SEX HORMONES

From the sixteenth day after fertilisation of an egg a female embryo is detectably female as determined by the presence of Barr bodies (the repressed X chromosomes mentioned earlier). By the seventh week ovaries or testes are beginning to develop, and in the male testosterone, the main male hormone, is produced. Hormones are complex chemical messengers produced by one part of the body to be active somewhere else. The release of such chemicals is under the control of an area of the brain called the hypothalamus.

In the foetus the hypothalamus is cycled. That is, its activity switches on and off spontaneously for some as yet unknown reason. In females this cycling continues and controls many body functions, including ovulation and the menstrual periods during their fertile life. The male hypothalamus becomes uncycled at some stage, probably under the influence of testosterone.

So it is the absence of testosterone that makes a foetus female. In a condition known as testicular feminisation the genital tracts and external genitals are female and breasts appear at puberty. The person is genetically a male, with XY chromosomes, but looks like a female. The same thing can occur in reverse with ‘women’ who look like men.

All of this begins to raise some very fascinating questions. If, as we have seen, the brains of male and female foetuses are behaving differently (one cycled, and the other not) might there not also be other differences in brain function? It is already known that certain brain centres are influenced by sex hormones as well as influencing them and micro-anatomical research has shown that some areas of the hypothalamus are larger in women than in men, and that the connections between the cells of this area of the brain and the brain itself are different in the sexes.

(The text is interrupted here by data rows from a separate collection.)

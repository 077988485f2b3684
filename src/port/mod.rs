//! Trait definitions (hexagonal ports). Depend only on domain.
//!
//! Ports are the seams between the pure arbitrage engine and the outside
//! world: where odds come from and where accepted opportunities go.
//!
//! ```text
//!  ┌────────────┐     ┌──────────────────────┐     ┌──────────────────┐
//!  │ OddsSource │ ──▶ │ domain::scan_events  │ ──▶ │ OpportunitySink  │
//!  └────────────┘     └──────────────────────┘     └──────────────────┘
//! ```

pub mod outbound;
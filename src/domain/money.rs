//! Monetary types for price, stake and probability representation.

use rust_decimal::Decimal;

/// Decimal odds: the payout multiplier for a unit stake.
pub type Price = Decimal;

/// A currency amount (stake, payout, profit, bankroll).
pub type Amount = Decimal;

/// An implied probability in `[0, 1]` (or above 1 for overround sums).
pub type Probability = Decimal;

/// Decimal places kept for currency amounts.
pub const CURRENCY_DP: u32 = 2;

/// Decimal places kept for combined implied probabilities.
pub const PROBABILITY_DP: u32 = 4;

/// Round an amount to cents.
///
/// `round_dp` uses banker's rounding (midpoint to even). The result always
/// carries exactly two decimal places, so `50` displays as `50.00`.
#[must_use]
pub fn round_currency(amount: Amount) -> Amount {
    round_fixed(amount, CURRENCY_DP)
}

/// Round a probability to four decimal places (banker's rounding).
#[must_use]
pub fn round_probability(probability: Probability) -> Probability {
    round_fixed(probability, PROBABILITY_DP)
}

fn round_fixed(value: Decimal, dp: u32) -> Decimal {
    let mut rounded = value.round_dp(dp);
    rounded.rescale(dp);
    rounded
}
//! Accepted arbitrage opportunities.
//!
//! An [`Opportunity`] is only constructed by the evaluator once the combined
//! implied probability is below one and the profit clears the threshold.
//! It has no setters.

use chrono::{DateTime, Utc};
use serde::Serialize;

use super::money::{round_currency, Amount, Price, Probability};
use super::sport::Sport;

/// One side of a two-way bet.
#[derive(Debug, Clone, PartialEq, Eq, Serialize)]
pub struct OpportunityLeg {
    pub outcome: String,
    pub bookmaker: String,
    pub price: Price,
    pub stake: Amount,
    pub implied_probability: Probability,
}

impl OpportunityLeg {
    /// What this leg returns if its outcome wins, rounded to cents.
    #[must_use]
    pub fn payout(&self) -> Amount {
        round_currency(self.stake * self.price)
    }
}

/// A detected two-way arbitrage with its stake split.
#[derive(Debug, Clone, PartialEq, Eq, Serialize)]
pub struct Opportunity {
    sport: Sport,
    legs: [OpportunityLeg; 2],
    profit: Amount,
    total_implied: Probability,
    description: String,
    detected_at: DateTime<Utc>,
}

impl Opportunity {
    pub(crate) fn new(
        sport: Sport,
        legs: [OpportunityLeg; 2],
        profit: Amount,
        total_implied: Probability,
        description: String,
    ) -> Self {
        Self {
            sport,
            legs,
            profit,
            total_implied,
            description,
            detected_at: Utc::now(),
        }
    }

    pub fn sport(&self) -> &Sport {
        &self.sport
    }

    /// First compared outcome.
    pub fn first(&self) -> &OpportunityLeg {
        &self.legs[0]
    }

    /// Second compared outcome.
    pub fn second(&self) -> &OpportunityLeg {
        &self.legs[1]
    }

    pub fn legs(&self) -> &[OpportunityLeg; 2] {
        &self.legs
    }

    /// Guaranteed profit in currency, rounded to cents.
    pub fn profit(&self) -> Amount {
        self.profit
    }

    /// Sum of both implied probabilities, rounded to four places.
    pub fn total_implied(&self) -> Probability {
        self.total_implied
    }

    /// `"{SPORT} — {home} vs {away}"`.
    pub fn description(&self) -> &str {
        &self.description
    }

    pub fn detected_at(&self) -> DateTime<Utc> {
        self.detected_at
    }

    /// Total amount staked across both legs.
    pub fn total_stake(&self) -> Amount {
        self.legs[0].stake + self.legs[1].stake
    }
}
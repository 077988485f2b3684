//! Per-sport batch evaluation.
//!
//! Every event is classified on its own: accepted, rejected as no
//! arbitrage, or skipped. Nothing here fails the batch.

use tracing::{debug, info};

use super::best_price::{best_prices, MarketShape};
use super::error::SkipReason;
use super::evaluator::{evaluate, EvaluatorConfig, NoArbitrage, Rejection};
use super::event::RawEvent;
use super::opportunity::Opportunity;
use super::sport::Sport;

/// Everything the scanner needs besides the events themselves.
#[derive(Debug, Clone, Copy, PartialEq, Eq)]
pub struct ScanConfig {
    pub evaluator: EvaluatorConfig,
    pub market_shape: MarketShape,
}

/// Classification of a single event.
#[derive(Debug, Clone, PartialEq, Eq)]
pub enum Verdict {
    Opportunity(Opportunity),
    Rejected(NoArbitrage),
    Skipped(SkipReason),
}

/// An event that did not produce an opportunity, with the reason.
#[derive(Debug, Clone, PartialEq, Eq)]
pub struct Dismissed<R> {
    /// `home vs away`, with `?` for a missing side.
    pub event: String,
    pub reason: R,
}

/// Result of scanning one sport's events.
#[derive(Debug, Clone, PartialEq, Eq)]
pub struct SportScan {
    pub sport: Sport,
    pub events_seen: usize,
    pub opportunities: Vec<Opportunity>,
    pub rejected: Vec<Dismissed<NoArbitrage>>,
    pub skipped: Vec<Dismissed<SkipReason>>,
}

/// Classify one event.
pub fn assess(sport: &Sport, event: &RawEvent, config: &ScanConfig) -> Verdict {
    let teams = match event.teams() {
        Ok(teams) => teams,
        Err(reason) => return Verdict::Skipped(reason),
    };
    let best = match best_prices(event) {
        Ok(best) => best,
        Err(reason) => return Verdict::Skipped(reason),
    };
    let market = match best.two_way(config.market_shape) {
        Ok(market) => market,
        Err(reason) => return Verdict::Skipped(reason),
    };

    match evaluate(sport, teams, market, &config.evaluator) {
        Ok(opportunity) => Verdict::Opportunity(opportunity),
        Err(Rejection::NoArbitrage(rejected)) => Verdict::Rejected(rejected),
        Err(Rejection::Skipped(reason)) => Verdict::Skipped(reason),
    }
}

/// Classify every event of one sport.
///
/// An empty event list yields an empty scan.
pub fn scan_events(sport: &Sport, events: &[RawEvent], config: &ScanConfig) -> SportScan {
    let mut scan = SportScan {
        sport: sport.clone(),
        events_seen: events.len(),
        opportunities: Vec::new(),
        rejected: Vec::new(),
        skipped: Vec::new(),
    };

    for event in events {
        match assess(sport, event, config) {
            Verdict::Opportunity(opportunity) => {
                info!(
                    sport = %sport,
                    event = opportunity.description(),
                    profit = %opportunity.profit(),
                    total_implied = %opportunity.total_implied(),
                    "Arbitrage found"
                );
                scan.opportunities.push(opportunity);
            }
            Verdict::Rejected(reason) => {
                debug!(sport = %sport, event = %event.label(), reason = %reason, "No arbitrage");
                scan.rejected.push(Dismissed {
                    event: event.label(),
                    reason,
                });
            }
            Verdict::Skipped(reason) => {
                debug!(sport = %sport, event = %event.label(), reason = %reason, "Event skipped");
                scan.skipped.push(Dismissed {
                    event: event.label(),
                    reason,
                });
            }
        }
    }

    scan
}
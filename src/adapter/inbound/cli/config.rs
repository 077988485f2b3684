//! Handler for the `config` command group.

use std::fs;
use std::path::Path;

use serde_json::json;

use crate::adapter::inbound::cli::command::DEFAULT_CONFIG;
use crate::adapter::inbound::cli::output;
use crate::app::{Config, API_KEY_ENV};
use crate::error::{ConfigError, Result};

/// Default config template with documentation.
const CONFIG_TEMPLATE: &str = include_str!("../../../../config.toml.example");

/// Execute `config init`.
pub fn execute_init(path: &Path, force: bool) -> Result<()> {
    if path.exists() && !force {
        return Err(ConfigError::InvalidValue {
            field: "config",
            reason: "file already exists (use --force to overwrite)".to_string(),
        }
        .into());
    }

    if let Some(parent) = path.parent().filter(|p| !p.as_os_str().is_empty()) {
        fs::create_dir_all(parent)?;
    }

    fs::write(path, CONFIG_TEMPLATE)?;
    output::section("Config Initialized");
    output::success("Created configuration file");
    output::field("Path", path.display());
    output::section("Next Steps");
    output::note(&format!("1. Edit {} with your settings", path.display()));
    output::note(&format!("2. Set the {API_KEY_ENV} environment variable"));
    output::note(&format!("3. Run: smartbet scan -c {}", path.display()));
    Ok(())
}

/// Execute `config show`.
pub fn execute_show(path: &Path) -> Result<()> {
    let config = if path == Path::new(DEFAULT_CONFIG) {
        Config::load_or_default(path)?
    } else {
        Config::load(path)?
    };

    if output::is_json() {
        output::json_output(json!({
            "command": "config.show",
            "odds_api": {
                "base_url": config.odds_api.base_url,
                "region": config.odds_api.region,
                "market": config.odds_api.market,
                "timeout_ms": config.odds_api.timeout_ms,
                "api_key_loaded": config.odds_api.api_key.is_some(),
            },
            "scan": {
                "bankroll": config.scan.bankroll,
                "min_profit": config.scan.min_profit,
                "top": config.scan.top,
                "sports": config.scan.sports,
                "market_shape": config.scan.market_shape.as_str(),
            },
            "csv_log": {
                "enabled": config.csv_log.enabled,
                "path": config.csv_log.path,
            },
            "logging": {
                "level": config.logging.level,
                "format": config.logging.format,
            },
        }));
        return Ok(());
    }

    output::section("Effective Configuration");
    output::field("File", path.display());

    output::section("Odds API");
    output::field("Base URL", &config.odds_api.base_url);
    output::field("Region", &config.odds_api.region);
    output::field("Market", &config.odds_api.market);
    output::field("Timeout", format!("{}ms", config.odds_api.timeout_ms));
    if config.odds_api.api_key.is_some() {
        output::success(&format!("API key loaded from {API_KEY_ENV}"));
    } else {
        output::warning(&format!("{API_KEY_ENV} not set"));
    }

    output::section("Scan");
    output::field("Bankroll", config.scan.bankroll);
    output::field("Min profit", config.scan.min_profit);
    output::field("Top", config.scan.top);
    let sports: Vec<&str> = config.scan.sports.iter().map(|sport| sport.key()).collect();
    output::field("Sports", sports.join(", "));
    output::field("Market shape", config.scan.market_shape.as_str());

    output::section("CSV Log");
    output::field(
        "Enabled",
        if config.csv_log.enabled { "yes" } else { "no" },
    );
    output::field("Path", config.csv_log.path.display());

    output::section("Logging");
    output::field("Level", &config.logging.level);
    output::field("Format", &config.logging.format);

    Ok(())
}

#[cfg(test)]
mod tests {
    use super::*;

    #[test]
    fn template_parses_to_defaults() {
        let config = Config::parse(CONFIG_TEMPLATE).unwrap();

        assert_eq!(config.odds_api.market, "h2h");
        assert_eq!(config.scan.top, 5);
        assert_eq!(config.scan.sports.len(), 6);
    }

    #[test]
    fn init_refuses_to_overwrite_without_force() {
        let dir = tempfile::tempdir().unwrap();
        let path = dir.path().join("config.toml");
        fs::write(&path, "# mine").unwrap();

        assert!(execute_init(&path, false).is_err());
        assert_eq!(fs::read_to_string(&path).unwrap(), "# mine");

        execute_init(&path, true).unwrap();
        assert_eq!(fs::read_to_string(&path).unwrap(), CONFIG_TEMPLATE);
    }

    #[test]
    fn init_creates_parent_directories() {
        let dir = tempfile::tempdir().unwrap();
        let path = dir.path().join("nested/dir/config.toml");

        execute_init(&path, false).unwrap();

        assert!(path.exists());
    }
}
//! Scan orchestration.
//!
//! Fetches every selected sport concurrently, evaluates each sport's events
//! independently, then merges on a single task: persistence and ranking only
//! see the collected results, never a shared accumulator.

use std::sync::Arc;

use futures_util::future::join_all;
use tracing::{info, warn};

use crate::domain::{rank, scan_events, Opportunity, ScanConfig, Sport, SportScan};
use crate::port::outbound::odds::OddsSource;
use crate::port::outbound::sink::OpportunitySink;

/// Outcome of a full scan across sports.
#[derive(Debug, Clone)]
pub struct ScanReport {
    /// Per-sport results, in the order the sports were requested.
    pub sports: Vec<SportScan>,
    /// The best opportunities across all sports, highest profit first.
    pub ranked: Vec<Opportunity>,
    /// Opportunities written to the sink.
    pub persisted: usize,
    /// Opportunities the sink failed to write.
    pub persist_failures: usize,
}

impl ScanReport {
    /// Total accepted opportunities before ranking truncation.
    pub fn total_opportunities(&self) -> usize {
        self.sports.iter().map(|scan| scan.opportunities.len()).sum()
    }

    pub fn total_events(&self) -> usize {
        self.sports.iter().map(|scan| scan.events_seen).sum()
    }

    /// Whether the scan found nothing worth reporting.
    pub fn is_empty(&self) -> bool {
        self.ranked.is_empty()
    }
}

/// Drives an [`OddsSource`] through the arbitrage engine.
pub struct Scanner {
    source: Arc<dyn OddsSource>,
    config: ScanConfig,
    top: usize,
}

impl Scanner {
    pub fn new(source: Arc<dyn OddsSource>, config: ScanConfig, top: usize) -> Self {
        Self {
            source,
            config,
            top,
        }
    }

    /// Fetch and evaluate each sport. Sports run concurrently; results keep
    /// the requested order.
    pub async fn scan(&self, sports: &[Sport]) -> Vec<SportScan> {
        let config = self.config;
        let source = &self.source;

        join_all(sports.iter().map(|sport| async move {
            let events = source.fetch_odds(sport).await;
            scan_events(sport, &events, &config)
        }))
        .await
    }

    /// Scan, persist accepted opportunities, then rank.
    ///
    /// Sink failures are logged and counted; they never abort the scan.
    pub async fn run(
        &self,
        sports: &[Sport],
        sink: Option<&mut dyn OpportunitySink>,
    ) -> ScanReport {
        info!(
            source = self.source.source_name(),
            sports = sports.len(),
            bankroll = %self.config.evaluator.bankroll.amount(),
            min_profit = %self.config.evaluator.min_profit,
            "Scanning for arbitrage"
        );

        let scans = self.scan(sports).await;

        let (persisted, persist_failures) = match sink {
            Some(sink) => persist(&scans, sink),
            None => (0, 0),
        };

        let all: Vec<Opportunity> = scans
            .iter()
            .flat_map(|scan| scan.opportunities.iter().cloned())
            .collect();
        let ranked = rank(all, self.top);

        let report = ScanReport {
            sports: scans,
            ranked,
            persisted,
            persist_failures,
        };

        info!(
            events = report.total_events(),
            opportunities = report.total_opportunities(),
            shown = report.ranked.len(),
            "Scan complete"
        );

        report
    }
}

fn persist(scans: &[SportScan], sink: &mut dyn OpportunitySink) -> (usize, usize) {
    let mut persisted = 0;
    let mut failures = 0;

    for opportunity in scans.iter().flat_map(|scan| &scan.opportunities) {
        match sink.record(opportunity) {
            Ok(()) => persisted += 1,
            Err(err) => {
                failures += 1;
                warn!(
                    event = opportunity.description(),
                    error = %err,
                    "Failed to record opportunity"
                );
            }
        }
    }

    if let Err(err) = sink.flush() {
        warn!(error = %err, "Failed to flush opportunity sink");
    }

    (persisted, failures)
}
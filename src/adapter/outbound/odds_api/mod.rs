//! The Odds API (v4) adapter.

mod client;

pub use client::OddsApiClient;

It is interesting, before leaving the subject of hormones, to look at a rare condition called the adrenogenital syndrome. Girls with this condition are exposed to abnormally high levels of male hormones right from foetal life, because their adrenal glands over-produce these particular hormones secondary to an inborn error of metabolism. These girls have an enlarged (penis-like) clitoris and, compared with their sisters, spend more time in rough-and-tumble play, are

athletically orientated and less interested in playing with dolls. In other words, they are tomboyish in every respect. This (and parallel animal work) seems to prove that levels of male hormones from birth affect the developing brain in a way that changes a child’s behaviour.